◆ Description of the task:
Retype every entry below without altering anything.

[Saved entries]

⁂

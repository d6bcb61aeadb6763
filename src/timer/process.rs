use super::TimerUpdater;
use crate::{Error, Result};
use log::{debug, info};
use std::path::{Path, PathBuf};
use std::process::Command;

/// Runs the external timer update helper with no arguments.
#[derive(Debug, Clone)]
pub struct ScriptTimerUpdater {
    program: PathBuf,
}

impl ScriptTimerUpdater {
    pub fn new(program: impl AsRef<Path>) -> Self {
        Self {
            program: program.as_ref().to_path_buf(),
        }
    }
}

impl TimerUpdater for ScriptTimerUpdater {
    fn update_timer(&self) -> Result<()> {
        info!("Updating collection timer via {}", self.program.display());

        let output = match Command::new(&self.program).output() {
            Ok(output) => output,
            Err(e) => {
                debug!("Failed to launch timer helper {}: {}", self.program.display(), e);
                return Err(Error::Io(e));
            }
        };

        if output.status.success() {
            debug!("Timer helper finished: {}", String::from_utf8_lossy(&output.stdout).trim());
            return Ok(());
        }

        let stderr = String::from_utf8_lossy(&output.stderr);
        let detail = match stderr.trim() {
            "" => output.status.to_string(),
            msg => format!("{}: {}", output.status, msg),
        };
        Err(Error::TimerError(format!("{} ({})", self.program.display(), detail)))
    }
}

⁂

◆ Written answer:
repository d6bcb61aeadb6763
filename src/timer/process.rs
use super::TimerUpdater;
use crate::{Error, Result};
use log::{debug, info};
use std::path::{Path, PathBuf};
use std::process::Command;

/// Runs the external timer update helper with no arguments.
#[derive(Debug, Clone)]
pub struct ScriptTimerUpdater {
    program: PathBuf,
}

impl ScriptTimerUpdater {
    pub fn new(program: impl AsRef<Path>) -> Self {
        Self {
            program: program.as_ref().to_path_buf(),
        }
    }
}

impl TimerUpdater for ScriptTimerUpdater {
    fn update_timer(&self) -> Result<()> {
        info!("Updating collection timer via {}", self.program.display());

        let output = match Command::new(&self.program).output() {
            Ok(output) => output,
            Err(e) => {
                debug!("Failed to launch timer helper {}: {}", self.program.display(), e);
                return Err(Error::Io(e));
            }
        };

        if output.status.success() {
            debug!("Timer helper finished: {}", String::from_utf8_lossy(&output.stdout).trim());
            return Ok(());
        }

        let stderr = String::from_utf8_lossy(&output.stderr);
        let detail = match stderr.trim() {
            "" => output.status.to_string(),
            msg => format!("{}: {}", output.status, msg),
        };
        Err(Error::TimerError(format!("{} ({})", self.program.display(), detail)))
    }
}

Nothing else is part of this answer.